The Australian Platypus Conservancy will present an illustrated talk about the fascinating Native Water-rat (Rakali) in the ACT region.
The platypus is widely recognised as a uniquely Australian animal. By comparison, relatively few people know that the Australian Water-rat (Hydromys chrysogaster) is a genuine native rodent that was a natural part of our environment long before its pest cousins - the black rat and brown rat - arrived with the early colonists. The Water-rat (also known as Rakali) is an extremely attractive mammal. Its thick coat of soft fur, dense whiskers, blunt muzzle, partly webbed hind feet, and dark white-tipped furry tail, all help create a resemblance to a miniature otter.
The Director of the Australian Platypus Conservancy (APC), Geoff Williams, will present a talk about Rakali hosted by the Field Naturalists Association of Canberra and the National Parks Association of the ACT. Geoff has been studying platypus and Water-rats since 1994. Before helping to establish the Conservancy, Geoff was Director of Healesville Sanctuary and Assistant Director of Taronga Zoo.

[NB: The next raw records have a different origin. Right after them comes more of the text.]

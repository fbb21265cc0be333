//! LedgerView Ledger Engine
//!
//! Read-side derivations over an existing transaction ledger.
//!
//! # Features
//!
//! - Filtered, paginated transaction search with optional exact-match criteria
//! - Signed net balances with arbitrary-precision decimal accumulation
//! - Counterparty discovery, raw (per transaction) or deduplicated
//! - Per-call deadlines and cancellation at every store boundary
//! - Injectable stores: in-memory, PostgreSQL, and a read-through cache
//!
//! # Example
//!
//! ```rust,ignore
//! use std::sync::Arc;
//! use ledgerview_ledger::{InMemoryLedgerStore, LedgerEngine, QueryConfig, QueryContext};
//!
//! let store = Arc::new(InMemoryLedgerStore::new());
//! let engine = LedgerEngine::over(store, QueryConfig::default());
//!
//! let balance = engine.balance(&QueryContext::background(), &"A".into()).await?;
//! ```

pub mod balance;
pub mod cache;
pub mod config;
pub mod context;
pub mod counterparty;
pub mod engine;
pub mod filter;
pub mod memory;
#[cfg(feature = "postgres")]
pub mod postgres;
pub mod query;
pub mod store;

pub use balance::{BalanceBreakdown, BalanceCalculator};
pub use cache::CachedTransactionStore;
pub use config::{CacheConfig, QueryConfig};
pub use context::{CancellationHandle, QueryContext};
pub use counterparty::CounterpartyResolver;
pub use engine::LedgerEngine;
pub use filter::{AccountFilter, Page, TransactionFilter, DEFAULT_LIMIT};
pub use memory::{InMemoryLedgerStore, LedgerSnapshot};
#[cfg(feature = "postgres")]
pub use postgres::PgLedgerStore;
pub use query::QueryEngine;
pub use store::{AccountDirectory, SharedAccountDirectory, SharedTransactionStore, TransactionStore};

pub use ledgerview_common::{
    Account, AccountAddress, LedgerError, Result, Transaction, TransactionId,
};
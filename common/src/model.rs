//! Ledger records as read from the transaction store and account directory.

use rust_decimal::Decimal;
use serde::{Deserialize, Serialize};

use crate::identifiers::{AccountAddress, TransactionId};

/// A directed value-transfer record.
///
/// `credit` is the source side and `debit` the destination side. Both may name
/// the same address; self-transfers are ordinary records.
#[derive(Debug, Clone, PartialEq, Eq, Serialize, Deserialize)]
pub struct Transaction {
    /// Store-assigned identifier. Required when decoding so that ids stay
    /// stable across loads of the same snapshot.
    pub id: TransactionId,
    /// Outgoing side.
    pub credit: AccountAddress,
    /// Incoming side.
    pub debit: AccountAddress,
    /// Transfer magnitude (unit-less).
    pub amount: Decimal,
    /// Recorded-at timestamp.
    pub time: Decimal,
    /// Opaque attestation.
    pub sign: String,
    /// Content identifier.
    #[serde(default)]
    pub hash: Option<String>,
    /// Free-text memo.
    #[serde(default)]
    pub msg: Option<String>,
}

impl Transaction {
    /// Create a new transaction with a fresh identifier.
    pub fn new(
        credit: impl Into<AccountAddress>,
        debit: impl Into<AccountAddress>,
        amount: Decimal,
        time: Decimal,
        sign: impl Into<String>,
    ) -> Self {
        Self {
            id: TransactionId::new(),
            credit: credit.into(),
            debit: debit.into(),
            amount,
            time,
            sign: sign.into(),
            hash: None,
            msg: None,
        }
    }

    /// Attach a content hash.
    pub fn with_hash(mut self, hash: impl Into<String>) -> Self {
        self.hash = Some(hash.into());
        self
    }

    /// Attach a memo.
    pub fn with_msg(mut self, msg: impl Into<String>) -> Self {
        self.msg = Some(msg.into());
        self
    }

    /// Whether the address appears on either side.
    pub fn involves(&self, addr: &AccountAddress) -> bool {
        &self.credit == addr || &self.debit == addr
    }

    /// Whether both sides name the same address.
    pub fn is_self_transfer(&self) -> bool {
        self.credit == self.debit
    }
}

/// An identity record keyed by address.
#[derive(Debug, Clone, PartialEq, Eq, Serialize, Deserialize)]
pub struct Account {
    /// Unique key.
    pub addr: AccountAddress,
    /// Display name.
    #[serde(default)]
    pub name: Option<String>,
    /// Cover image reference.
    #[serde(default)]
    pub cover: Option<String>,
    /// Description.
    #[serde(default)]
    pub desc: Option<String>,
    /// Required attestation.
    pub sign: String,
}

impl Account {
    /// Create an account with no display metadata.
    pub fn new(addr: impl Into<AccountAddress>, sign: impl Into<String>) -> Self {
        Self {
            addr: addr.into(),
            name: None,
            cover: None,
            desc: None,
            sign: sign.into(),
        }
    }

    pub fn with_name(mut self, name: impl Into<String>) -> Self {
        self.name = Some(name.into());
        self
    }

    pub fn with_cover(mut self, cover: impl Into<String>) -> Self {
        self.cover = Some(cover.into());
        self
    }

    pub fn with_desc(mut self, desc: impl Into<String>) -> Self {
        self.desc = Some(desc.into());
        self
    }
}
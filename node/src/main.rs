//! LedgerView Node Binary
//!
//! Answers one ledger query per invocation and prints the result as JSON.

use clap::Parser;
use tracing::{error, info, warn};
use tracing_subscriber::{layer::SubscriberExt, util::SubscriberInitExt, Layer};

use ledgerview_common::LedgerError;
use ledgerview_ledger::QueryContext;
use ledgerview_node::{
    build_engine, connect_postgres, execute, exit_code, Args, Command, ErrorResponse, NodeConfig,
};

fn init_tracing(config: &NodeConfig) {
    let filter = tracing_subscriber::EnvFilter::new(
        std::env::var("RUST_LOG").unwrap_or_else(|_| config.log_level.clone()),
    );
    // stdout carries results, so logs go to stderr
    let layer = if config.log_json {
        tracing_subscriber::fmt::layer()
            .json()
            .with_writer(std::io::stderr)
            .boxed()
    } else {
        tracing_subscriber::fmt::layer()
            .with_writer(std::io::stderr)
            .boxed()
    };

    tracing_subscriber::registry().with(filter).with(layer).init();
}

fn apply_overrides(config: &mut NodeConfig, args: &Args) {
    if let Some(path) = &args.fixture {
        config.fixture_path = Some(path.clone());
        config.database_url = None;
    }
    if let Some(url) = &args.database_url {
        config.database_url = Some(url.clone());
        config.fixture_path = None;
    }
    if args.cache {
        config.cache_enabled = true;
    }
    if let Some(ms) = args.timeout_ms {
        config.query_config.query_timeout = Some(std::time::Duration::from_millis(ms));
    }
    if args.log_json {
        config.log_json = true;
    }
}

fn fail(err: &LedgerError) -> i32 {
    match serde_json::to_string(&ErrorResponse::from(err)) {
        Ok(body) => eprintln!("{body}"),
        Err(_) => eprintln!("{err}"),
    }
    exit_code(err)
}

async fn run(config: NodeConfig, command: Command) -> Result<serde_json::Value, LedgerError> {
    if command == Command::InitSchema {
        let store = connect_postgres(&config).await?;
        store.ensure_schema().await?;
        info!("Schema ready");
        return Ok(serde_json::json!({ "schema": "ready" }));
    }

    let engine = build_engine(&config).await?;

    let (ctx, handle) = QueryContext::cancellable();
    tokio::spawn(async move {
        if tokio::signal::ctrl_c().await.is_ok() {
            warn!("Interrupt received, cancelling query");
            handle.cancel();
        }
    });

    execute(&engine, &ctx, command).await
}

#[tokio::main]
async fn main() -> anyhow::Result<()> {
    let args = Args::parse();

    let mut config = NodeConfig::from_env();
    apply_overrides(&mut config, &args);
    init_tracing(&config);

    if let Err(e) = config.validate() {
        error!(error = %e, "Invalid configuration");
        std::process::exit(fail(&LedgerError::ConfigurationError(e)));
    }

    info!(command = ?args.command, "Starting LedgerView query");

    match run(config, args.command).await {
        Ok(value) => {
            println!("{}", serde_json::to_string_pretty(&value)?);
            Ok(())
        }
        Err(e) => std::process::exit(fail(&e)),
    }
}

The talk will also mark the commencement of the Australian Platypus Conservancy’s community based survey of the status and distribution of Rakali in the ACT region over 2018/19 (with support from the Wettenhall Environment Trust). Well-known ACT Parks & Conservation Service Manager Brett McNamara will officially launch this important ‘citizen science’ project in which FNAC and NPA ACT will be leading partners.

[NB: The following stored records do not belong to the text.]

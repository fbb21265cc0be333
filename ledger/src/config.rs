//! Engine configuration.

use std::time::Duration;

use crate::filter::DEFAULT_LIMIT;

/// Query configuration.
#[derive(Debug, Clone)]
pub struct QueryConfig {
    /// Page size used when a search does not specify one.
    pub default_limit: u32,
    /// Upper bound on any page size.
    pub max_limit: u32,
    /// Deadline applied to operations whose context carries none.
    pub query_timeout: Option<Duration>,
}

impl Default for QueryConfig {
    fn default() -> Self {
        Self {
            default_limit: DEFAULT_LIMIT,
            max_limit: 1000,
            query_timeout: None,
        }
    }
}

impl QueryConfig {
    /// Load configuration from environment variables.
    pub fn from_env() -> Self {
        let mut config = Self::default();

        if let Ok(limit) = std::env::var("LEDGERVIEW_DEFAULT_LIMIT") {
            if let Ok(limit) = limit.parse() {
                config.default_limit = limit;
            }
        }

        if let Ok(limit) = std::env::var("LEDGERVIEW_MAX_LIMIT") {
            if let Ok(limit) = limit.parse() {
                config.max_limit = limit;
            }
        }

        if let Ok(ms) = std::env::var("LEDGERVIEW_QUERY_TIMEOUT_MS") {
            if let Ok(ms) = ms.parse::<u64>() {
                config.query_timeout = Some(Duration::from_millis(ms));
            }
        }

        config
    }

    /// Validate configuration.
    pub fn validate(&self) -> Result<(), String> {
        if self.max_limit == 0 {
            return Err("Max limit cannot be 0".to_string());
        }

        if self.default_limit > self.max_limit {
            return Err("Default limit cannot exceed max limit".to_string());
        }

        if let Some(timeout) = self.query_timeout {
            if timeout.is_zero() {
                return Err("Query timeout cannot be zero".to_string());
            }
        }

        Ok(())
    }
}

/// Read-through cache configuration.
#[derive(Debug, Clone)]
pub struct CacheConfig {
    /// How long a cached lookup stays valid.
    pub ttl: chrono::Duration,
    /// Maximum number of cached lookups.
    pub max_entries: usize,
}

impl Default for CacheConfig {
    fn default() -> Self {
        Self {
            ttl: chrono::Duration::seconds(5),
            max_entries: 10_000,
        }
    }
}
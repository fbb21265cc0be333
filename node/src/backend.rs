//! Builds a ledger engine from node configuration.

use std::path::Path;
use std::sync::Arc;

use tracing::info;

use ledgerview_common::{LedgerError, Result};
use ledgerview_ledger::{
    CachedTransactionStore, InMemoryLedgerStore, LedgerEngine, LedgerSnapshot, PgLedgerStore,
    SharedAccountDirectory, SharedTransactionStore,
};

use crate::config::{BackendConfig, NodeConfig};

/// Load a JSON snapshot into an in-memory store.
pub async fn load_fixture(path: &Path) -> Result<InMemoryLedgerStore> {
    let raw = tokio::fs::read_to_string(path).await.map_err(|e| {
        LedgerError::ConfigurationError(format!("cannot read fixture {}: {e}", path.display()))
    })?;
    let snapshot: LedgerSnapshot = serde_json::from_str(&raw).map_err(|e| {
        LedgerError::ConfigurationError(format!("invalid fixture {}: {e}", path.display()))
    })?;

    let store = InMemoryLedgerStore::from_snapshot(snapshot)?;
    info!(
        path = %path.display(),
        accounts = store.account_count(),
        transactions = store.transaction_count(),
        "Fixture loaded"
    );
    Ok(store)
}

/// Connect to the configured PostgreSQL database.
pub async fn connect_postgres(config: &NodeConfig) -> Result<PgLedgerStore> {
    match config.backend().map_err(LedgerError::ConfigurationError)? {
        BackendConfig::Postgres {
            database_url,
            max_connections,
        } => PgLedgerStore::connect(&database_url, max_connections).await,
        BackendConfig::Fixture(_) => Err(LedgerError::ConfigurationError(
            "a database URL is required".to_string(),
        )),
    }
}

/// Build the engine for the configured backend.
pub async fn build_engine(config: &NodeConfig) -> Result<LedgerEngine> {
    let (transactions, accounts): (SharedTransactionStore, SharedAccountDirectory) =
        match config.backend().map_err(LedgerError::ConfigurationError)? {
            BackendConfig::Fixture(path) => {
                let store = Arc::new(load_fixture(&path).await?);
                (store.clone(), store)
            }
            BackendConfig::Postgres { .. } => {
                let store = Arc::new(connect_postgres(config).await?);
                (store.clone(), store)
            }
        };

    let transactions: SharedTransactionStore = if config.cache_enabled {
        info!(
            ttl_ms = config.cache_config.ttl.num_milliseconds(),
            max_entries = config.cache_config.max_entries,
            "Read-through cache enabled"
        );
        Arc::new(CachedTransactionStore::with_config(
            transactions,
            config.cache_config.clone(),
        ))
    } else {
        transactions
    };

    Ok(LedgerEngine::new(
        transactions,
        accounts,
        config.query_config.clone(),
    ))
}
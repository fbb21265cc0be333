//! Node configuration.

use std::path::PathBuf;

use ledgerview_ledger::{CacheConfig, QueryConfig};

/// Where the node reads the ledger from.
#[derive(Debug, Clone, PartialEq, Eq)]
pub enum BackendConfig {
    /// JSON snapshot loaded into memory.
    Fixture(PathBuf),
    /// PostgreSQL database.
    Postgres {
        database_url: String,
        max_connections: u32,
    },
}

/// Main node configuration.
#[derive(Debug, Clone)]
pub struct NodeConfig {
    /// Database URL.
    pub database_url: Option<String>,
    /// JSON fixture path.
    pub fixture_path: Option<PathBuf>,
    /// Maximum pooled database connections.
    pub max_connections: u32,
    /// Wrap the transaction store in a read-through cache.
    pub cache_enabled: bool,
    /// Cache configuration.
    pub cache_config: CacheConfig,
    /// Query configuration.
    pub query_config: QueryConfig,
    /// Log level.
    pub log_level: String,
    /// Emit logs as JSON.
    pub log_json: bool,
}

impl Default for NodeConfig {
    fn default() -> Self {
        Self {
            database_url: None,
            fixture_path: None,
            max_connections: 5,
            cache_enabled: false,
            cache_config: CacheConfig::default(),
            query_config: QueryConfig::default(),
            log_level: "info".to_string(),
            log_json: false,
        }
    }
}

fn env_flag(value: &str) -> bool {
    matches!(value.to_ascii_lowercase().as_str(), "1" | "true" | "yes" | "on")
}

impl NodeConfig {
    /// Load configuration from environment variables.
    pub fn from_env() -> Self {
        let mut config = Self {
            query_config: QueryConfig::from_env(),
            ..Self::default()
        };

        if let Ok(url) = std::env::var("DATABASE_URL") {
            config.database_url = Some(url);
        }

        if let Ok(path) = std::env::var("LEDGERVIEW_FIXTURE") {
            config.fixture_path = Some(PathBuf::from(path));
        }

        if let Ok(max) = std::env::var("DATABASE_MAX_CONNECTIONS") {
            if let Ok(max) = max.parse() {
                config.max_connections = max;
            }
        }

        if let Ok(cache) = std::env::var("LEDGERVIEW_CACHE") {
            config.cache_enabled = env_flag(&cache);
        }

        if let Ok(ttl) = std::env::var("LEDGERVIEW_CACHE_TTL_MS") {
            if let Ok(ttl) = ttl.parse() {
                config.cache_config.ttl = chrono::Duration::milliseconds(ttl);
            }
        }

        if let Ok(level) = std::env::var("LOG_LEVEL") {
            config.log_level = level;
        }

        if let Ok(format) = std::env::var("LOG_FORMAT") {
            config.log_json = format.eq_ignore_ascii_case("json");
        }

        config
    }

    /// Validate configuration.
    pub fn validate(&self) -> Result<(), String> {
        match (&self.fixture_path, &self.database_url) {
            (None, None) => {
                return Err("Either a fixture path or a database URL is required".to_string())
            }
            (Some(_), Some(_)) => {
                return Err("Fixture path and database URL are mutually exclusive".to_string())
            }
            _ => {}
        }

        if self.database_url.as_deref() == Some("") {
            return Err("Database URL cannot be empty".to_string());
        }

        if self.max_connections == 0 {
            return Err("Max connections cannot be 0".to_string());
        }

        if self.cache_config.ttl <= chrono::Duration::zero() {
            return Err("Cache TTL must be positive".to_string());
        }

        self.query_config.validate()
    }

    /// The configured backend. Call after [`validate`](Self::validate).
    pub fn backend(&self) -> Result<BackendConfig, String> {
        self.validate()?;
        match (&self.fixture_path, &self.database_url) {
            (Some(path), _) => Ok(BackendConfig::Fixture(path.clone())),
            (None, Some(url)) => Ok(BackendConfig::Postgres {
                database_url: url.clone(),
                max_connections: self.max_connections,
            }),
            (None, None) => Err("No backend configured".to_string()),
        }
    }
}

Geoff will then outline the biology and key conservation requirements of Rakali. He will also include tips on how to go about spotting this fascinating native mammal in the wild with the aim of encouraging more people to look out for and report sightings of the species.

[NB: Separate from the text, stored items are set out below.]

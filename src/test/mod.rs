//! Shared fixtures and cross-module tests.

use rand::rngs::StdRng;
use rand::{Rng, SeedableRng};

use crate::builder::KDTreeBuilder;
use crate::distance::squared_distance;
use crate::r#trait::{is_closer, TreeLayout};
use crate::r#type::CoordNum;


/// Build a tree in layout `T` from fixed-size points.
pub(crate) fn build<N: CoordNum, T: TreeLayout<N>, const D: usize>(points: &[[N; D]]) -> T {
    let mut builder = KDTreeBuilder::<N>::with_capacity(D, points.len());
    for point in points {
        builder.add(point).unwrap();
    }
    builder.finish()
}

/// Linear scan returning `(index, squared distance)` of the closest point, lowest index on ties.
pub(crate) fn brute_force<N: CoordNum, const D: usize>(
    points: &[[N; D]],
    query: &[N; D],
) -> (u32, N) {
    let mut best = None;
    for (i, point) in points.iter().enumerate() {
        let dist = squared_distance(query, point, D);
        if is_closer(dist, i as u32, best) {
            best = Some((i as u32, dist));
        }
    }
    best.unwrap()
}

/// Uniform random points in `[-1000, 1000)^D`, reproducible from `seed`.
pub(crate) fn random_points<const D: usize>(n: usize, seed: u64) -> Vec<[f64; D]> {
    let mut rng = StdRng::seed_from_u64(seed);
    (0..n)
        .map(|_| std::array::from_fn(|_| rng.gen_range(-1000.0..1000.0)))
        .collect()
}
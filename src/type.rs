use std::fmt::Debug;

use num_traits::Float;

/// A trait for types that can be used as indexed coordinates.
///
/// This trait is sealed and cannot be implemented for external types. The median partition
/// and the branch-and-bound pruning both rely on IEEE float semantics (NaN rejection, exact
/// monotonic subtraction), so only `f32` and `f64` are supported.
pub trait CoordNum: private::Sealed + Float + Default + Debug + Send + Sync + 'static {}

impl CoordNum for f32 {}

impl CoordNum for f64 {}

// https://rust-lang.github.io/api-guidelines/future-proofing.html#sealed-traits-protect-against-downstream-implementations-c-sealed
mod private {
    pub trait Sealed {}

    impl Sealed for f32 {}
    impl Sealed for f64 {}
}
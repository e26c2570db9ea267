//! A k-d tree stored as parallel arrays indexed by insertion position.
//!
//! No per-node allocation and no pointer chasing: a node is just a position `i`, and its axis,
//! children and coordinates are `axes[i]`, `lefts[i]`, `rights[i]` and the per-axis coordinate
//! arrays at `i`.

mod index;
mod search;

pub use index::FlatKDTree;
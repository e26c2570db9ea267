//! Projection of latitude/longitude onto the unit sphere.
//!
//! The squared straight-line (chordal) distance between two points on the unit sphere is
//! `2 - 2·cos(θ)`, where `θ` is their great-circle angle. It is strictly increasing in `θ` over
//! `[0, π]`, so the nearest neighbor by Euclidean distance among projected points is the nearest
//! neighbor by great-circle distance among the original coordinates.

use crate::point::Point;

/// Number of axes of a projected point.
pub const GEO_AXIS_COUNT: usize = 3;

/// Convert a latitude/longitude pair in degrees into a unit vector `[x, y, z]`.
///
/// ```
/// use geokdtree::lat_lon_to_xyz;
///
/// let [x, y, z] = lat_lon_to_xyz(0., 90.);
/// assert!(x.abs() < 1e-12);
/// assert!((y - 1.).abs() < 1e-12);
/// assert_eq!(z, 0.);
/// ```
#[inline]
pub fn lat_lon_to_xyz(lat: f64, lon: f64) -> [f64; 3] {
    let lat_rad = lat.to_radians();
    let lon_rad = lon.to_radians();
    let cos_lat = lat_rad.cos();
    [
        cos_lat * lon_rad.cos(),
        cos_lat * lon_rad.sin(),
        lat_rad.sin(),
    ]
}

/// Project a latitude/longitude pair and tag it with `payload`.
pub fn lat_lon_to_point<P>(lat: f64, lon: f64, payload: P) -> Point<f64, P> {
    Point::with_payload(lat_lon_to_xyz(lat, lon).to_vec(), payload)
}
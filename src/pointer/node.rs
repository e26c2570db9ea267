use crate::distance::squared_distance;
use crate::point::Point;
use crate::r#trait::is_closer;
use crate::r#type::CoordNum;

/// A node in a [`PointerKDTree`][crate::PointerKDTree].
#[derive(Debug, Clone, PartialEq)]
pub struct Node<N: CoordNum, P = ()> {
    pub(crate) point: Point<N, P>,
    pub(crate) index: u32,
    /// The axis this node splits its children over.
    pub(crate) axis: usize,
    pub(crate) left: Option<Box<Node<N, P>>>,
    pub(crate) right: Option<Box<Node<N, P>>>,
}

impl<N: CoordNum, P> Node<N, P> {
    /// The point stored at this node.
    pub fn point(&self) -> &Point<N, P> {
        &self.point
    }

    /// Insertion index of this node's point.
    pub fn index(&self) -> u32 {
        self.index
    }

    /// The splitting axis.
    pub fn axis(&self) -> usize {
        self.axis
    }

    /// The subtree with values on [`axis`][Self::axis] less than or equal to this node's.
    pub fn left(&self) -> Option<&Node<N, P>> {
        self.left.as_deref()
    }

    /// The subtree with values on [`axis`][Self::axis] greater than or equal to this node's.
    pub fn right(&self) -> Option<&Node<N, P>> {
        self.right.as_deref()
    }

    /// Returns `true` if this node has no children.
    #[inline]
    pub fn is_leaf(&self) -> bool {
        self.left.is_none() && self.right.is_none()
    }

    /// Branch-and-bound search of the subtree rooted here, updating `best`.
    pub(crate) fn search<'a>(
        &'a self,
        query: &[N],
        axis_count: usize,
        best: &mut Option<(&'a Node<N, P>, N)>,
    ) {
        let dist = squared_distance(query, self.point.coords(), axis_count);
        if is_closer(dist, self.index, best.map(|(node, d)| (node.index, d))) {
            *best = Some((self, dist));
        }

        let diff = query[self.axis] - self.point.coords()[self.axis];
        let (near, far) = if diff < N::zero() {
            (self.left(), self.right())
        } else {
            (self.right(), self.left())
        };

        if let Some(near) = near {
            near.search(query, axis_count, best);
        }

        // The far side can only hold something at least as close if the splitting plane is.
        // `<=` keeps equidistant points with a lower index reachable.
        if let Some(far) = far {
            if best.is_some_and(|(_, best_dist)| diff * diff <= best_dist) {
                far.search(query, axis_count, best);
            }
        }
    }
}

The Public are encouraged to report all reliable sightings of water-rats – both past and future. Reporting forms will be available for completion at the talk to record when and where the species was seen (approximate dates can be provided, if necessary). Details of any subsequent sightings over the next year can be reported via the Canberra Nature Map (if accompanied by a photo) or directly to the APC (via email or website). All reports will be entered in the Atlas of Living Australia to help planning future conservation action for Rakali by management agencies and environmental groups.
The APC will also organise a number of special Rakali spotting sessions at known ‘hot-spots’ for the species in Canberra in May 2019 and the public will have the opportunity to participate in these events.
Event hosted by the Field Naturalists Association of Canberra. All welcome.